織田信長(なかいきいち)、豊臣秀吉(市川猿之助)の頃、武士のたしなみといえば、茶道と華道であったのだ。
侘び寂びの茶道を極めた茶人、千利休(佐藤浩市)は秀吉に仕えていたが、その頃、池坊の華道家池坊専好(野村萬斎)に出会い、生涯の友人となる。専好は、信長の時も、秀吉の時も、大きな生け花を、いけてきた。大仕事を成し遂げたものの、何か物足りなく思っていたが、利休の一瞬一瞬に賭ける茶道に出会い、迷いが吹っ切れた。秀吉の大茶会の際にも利休は庶民にお茶をたて その横で池坊は野の花をいけた。そのような振る舞いは、秀吉の金の茶室を愚弄するものとして、罰せられて、その後は何をしても喧嘩の種になり、利休は切腹をめいぜられる。
そのほかにも猿、サルと言った名もない庶民などをどんどん殺していった。
太閤秀吉は狂ってしまわれたと人々は言い合った。専好の弟子などもたくさん殺されてしまった。
たくさんの弟子や、友人の利休を失った池坊は何もする気が起こらず、自失呆然と日々を送った。
数年経って、専好は気を取り戻し、もう一度秀吉に挑戦をするのだった。
しかし今度は花を使った挑戦であった。
「花は人の心を動かす」という信念のうちに、大松の枝、アヤメ、などをしつらえて、秀吉の家臣の前田の家で披露をしたのだった。

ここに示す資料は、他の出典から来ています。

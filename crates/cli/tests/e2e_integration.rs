//! End-to-end tests for the aicode agent runtime.
//!
//! These wire the real pieces together (JSONL session store, built-in tools,
//! filesystem skills, agent loop) and drive them with a scripted model.

use std::path::Path;
use std::sync::{Arc, Mutex};

use aicode_agent::{AgentLoop, RunOutcome};
use aicode_context::{JsonlContextStore, list_sessions};
use aicode_core::{
    AgentEvent, ChatModel, ContextManager, EventBus, EventKind, Role, ScriptedChat, SkillSource,
};
use aicode_tools::{FileSystemSkillRegistry, default_registry};

// ── Helpers ──────────────────────────────────────────────────────────────

struct Harness {
    store: Arc<JsonlContextStore>,
    model: Arc<ScriptedChat>,
    events: Arc<EventBus>,
    agent: AgentLoop,
}

fn harness(
    workspace: &Path,
    sessions: &Path,
    session_id: &str,
    turns: &[&str],
    skills: Option<Arc<dyn SkillSource>>,
) -> Harness {
    let store = Arc::new(JsonlContextStore::new(sessions, session_id, 50));
    let model = Arc::new(ScriptedChat::new(turns.iter().copied()));
    let tools = Arc::new(default_registry(workspace, skills.clone()));
    let chat: Arc<dyn ChatModel> = model.clone();
    let context: Arc<dyn ContextManager> = store.clone();
    let events = Arc::new(EventBus::default());

    let mut agent = AgentLoop::new(chat, tools, context, events.clone());
    if let Some(skills) = skills {
        agent = agent.with_skills(skills);
    }
    Harness {
        store,
        model,
        events,
        agent,
    }
}

// ── E2E: File tools through the loop ─────────────────────────────────────

#[tokio::test]
async fn e2e_write_then_read_file() {
    let workspace = tempfile::tempdir().unwrap();
    let sessions = tempfile::tempdir().unwrap();

    let h = harness(
        workspace.path(),
        sessions.path(),
        "files",
        &[
            "Thought: create it\nAction: file_write\nAction Input: {\"path\": \"notes/todo.md\", \"content\": \"- ship it\"}",
            "Thought: check it\nAction: file_read\nAction Input: {\"path\": \"notes/todo.md\"}",
            "Thought: done\nFinal Answer: wrote notes/todo.md",
        ],
        None,
    );

    let report = h.agent.run("Write a todo list").await.unwrap();

    assert_eq!(
        report.outcome,
        RunOutcome::FinalAnswer("wrote notes/todo.md".into())
    );
    assert_eq!(report.tool_calls, 2);
    assert_eq!(h.model.call_count(), 3);
    assert_eq!(
        std::fs::read_to_string(workspace.path().join("notes/todo.md")).unwrap(),
        "- ship it"
    );

    let history = h.store.full_history().await.unwrap();
    let observations: Vec<&str> = history
        .iter()
        .filter(|m| m.role == Role::User && m.content.starts_with("Observation:"))
        .map(|m| m.content.as_str())
        .collect();
    assert_eq!(
        observations,
        vec![
            "Observation: Successfully wrote to notes/todo.md",
            "Observation: - ship it",
        ]
    );
}

#[tokio::test]
async fn e2e_path_escape_is_an_observation() {
    let workspace = tempfile::tempdir().unwrap();
    let sessions = tempfile::tempdir().unwrap();

    let h = harness(
        workspace.path(),
        sessions.path(),
        "escape",
        &[
            "Action: file_read\nAction Input: {\"path\": \"../../etc/passwd\"}",
            "Final Answer: not allowed",
        ],
        None,
    );

    let report = h.agent.run("Read the password file").await.unwrap();
    assert_eq!(report.outcome, RunOutcome::FinalAnswer("not allowed".into()));

    let second_request = &h.model.requests()[1];
    let last = second_request.last().unwrap();
    assert_eq!(
        last.content,
        "Observation: Error: Access denied: Path is outside workspace root."
    );
}

// ── E2E: Durable sessions ────────────────────────────────────────────────

#[tokio::test]
async fn e2e_session_survives_restart() {
    let workspace = tempfile::tempdir().unwrap();
    let sessions = tempfile::tempdir().unwrap();

    let first = harness(
        workspace.path(),
        sessions.path(),
        "resume-me",
        &["Final Answer: hello"],
        None,
    );
    first.agent.run("Say hello").await.unwrap();
    first.store.flush().await.unwrap();
    let first_len = first.store.full_history().await.unwrap().len();
    assert_eq!(first_len, 3);

    let second = harness(
        workspace.path(),
        sessions.path(),
        "resume-me",
        &["Final Answer: hello again"],
        None,
    );
    let report = second.agent.run("Again").await.unwrap();
    second.store.flush().await.unwrap();
    assert_eq!(report.outcome, RunOutcome::FinalAnswer("hello again".into()));

    // The resumed run sees the earlier turns and gets no second system prompt.
    let request = &second.model.requests()[0];
    assert_eq!(request.len(), first_len + 1);
    assert_eq!(request.iter().filter(|m| m.role == Role::System).count(), 1);

    let listed = list_sessions(sessions.path(), 64 * 1024).unwrap();
    assert_eq!(listed.len(), 1);
    assert_eq!(listed[0].id, "resume-me");
    assert_eq!(listed[0].preview, "Say hello");
}

#[tokio::test]
async fn e2e_clear_starts_over() {
    let workspace = tempfile::tempdir().unwrap();
    let sessions = tempfile::tempdir().unwrap();

    let h = harness(
        workspace.path(),
        sessions.path(),
        "wipe",
        &["Final Answer: one", "Final Answer: two"],
        None,
    );
    h.agent.run("First").await.unwrap();
    h.store.flush().await.unwrap();
    assert!(h.store.path().exists());

    h.store.clear().unwrap();
    assert!(!h.store.path().exists());

    h.agent.run("Second").await.unwrap();
    let history = h.store.full_history().await.unwrap();
    assert_eq!(history.len(), 3);
    assert_eq!(history[0].role, Role::System);
    assert_eq!(history[1].content, "Second");
}

// ── E2E: Skills ──────────────────────────────────────────────────────────

#[tokio::test]
async fn e2e_load_skill_flow() {
    let workspace = tempfile::tempdir().unwrap();
    let sessions = tempfile::tempdir().unwrap();
    let skills_dir = tempfile::tempdir().unwrap();

    let skill = skills_dir.path().join("changelog");
    std::fs::create_dir_all(&skill).unwrap();
    std::fs::write(
        skill.join("SKILL.md"),
        "---\nname: changelog\ndescription: Keep CHANGELOG.md tidy\n---\nAdd entries under Unreleased.",
    )
    .unwrap();
    let registry: Arc<dyn SkillSource> =
        Arc::new(FileSystemSkillRegistry::load(&[skills_dir.path().to_path_buf()]));

    let h = harness(
        workspace.path(),
        sessions.path(),
        "skills",
        &[
            "Thought: I need the changelog rules\nAction: load_skill\nAction Input: {\"skill_name\": \"changelog\"}",
            "Final Answer: following the changelog skill",
        ],
        Some(registry),
    );

    let results = Arc::new(Mutex::new(Vec::new()));
    let sink = results.clone();
    let _sub = h.events.on(EventKind::ToolResult, move |event| {
        sink.lock().unwrap().push(event.clone());
    });

    let report = h.agent.run("Update the changelog").await.unwrap();
    assert_eq!(
        report.outcome,
        RunOutcome::FinalAnswer("following the changelog skill".into())
    );

    let system = &h.model.requests()[0][0];
    assert!(system.content.contains("- changelog: Keep CHANGELOG.md tidy"));

    let results = results.lock().unwrap();
    assert_eq!(results.len(), 1);
    match &results[0] {
        AgentEvent::ToolResult {
            tool_name, result, ..
        } => {
            assert_eq!(tool_name, "load_skill");
            let result = result.as_deref().unwrap();
            assert!(result.starts_with("Skill \"changelog\" loaded successfully."));
            assert!(result.ends_with("Add entries under Unreleased."));
        }
        other => panic!("unexpected event {other:?}"),
    }
}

三成(吉田栄作)は、なんとかこの池坊をやっつけようと策を巡らすも、成功しない。
生花を見た太閤と家来たちは、その見事な出来栄えに、息を飲むのだった。
昔猿の絵を描いて処刑された絵師の絵が、再び、いけばなの部屋に飾られた。
それを見てた太閤は怒り出すが、サルは知恵があり、なおかつ軽やかな存在と褒められて、気をとりなおす。
そうしているうちに、松の大きなひと枝が、どさりと畳に落ちてきた。
これは失敗!大失敗!と、松の枝を抱えて目を白黒させて慌てふためく池坊専好を見て、秀吉も三成も皆が笑い出す。ワハハハハ!ワハハハハ!
枝が落ちてきたということは、継ぎ目が甘かったということであるし、花生けとしては、あまりにも素人!
そんなことがまず、許されるわけが無い。というのが田舎のオバさんのじろん。
この映画ふざけすぎではないのかしら?
生花の先生が見たら激おこですぜ。
でもスタッフに沢山の池坊の先生方が入って居られて、このザマですから、なんともよういいません。
玄人集のプライドはどこにいってしまったのやら。
野村萬斎が、イガグリの坊主頭で演じてはいるが、何か、どうしても奥歯に引っかかるものがあって、
暑苦しいと思った。演技のやり過ぎであった。安倍晴明の頃の軽やかさが消えて、奇妙な偽PTA会長のように見えるのだった。ヤバイ。
一方で、監督は佐藤浩市を高く買っていて、利休役はとても上手く撮らていたと思う。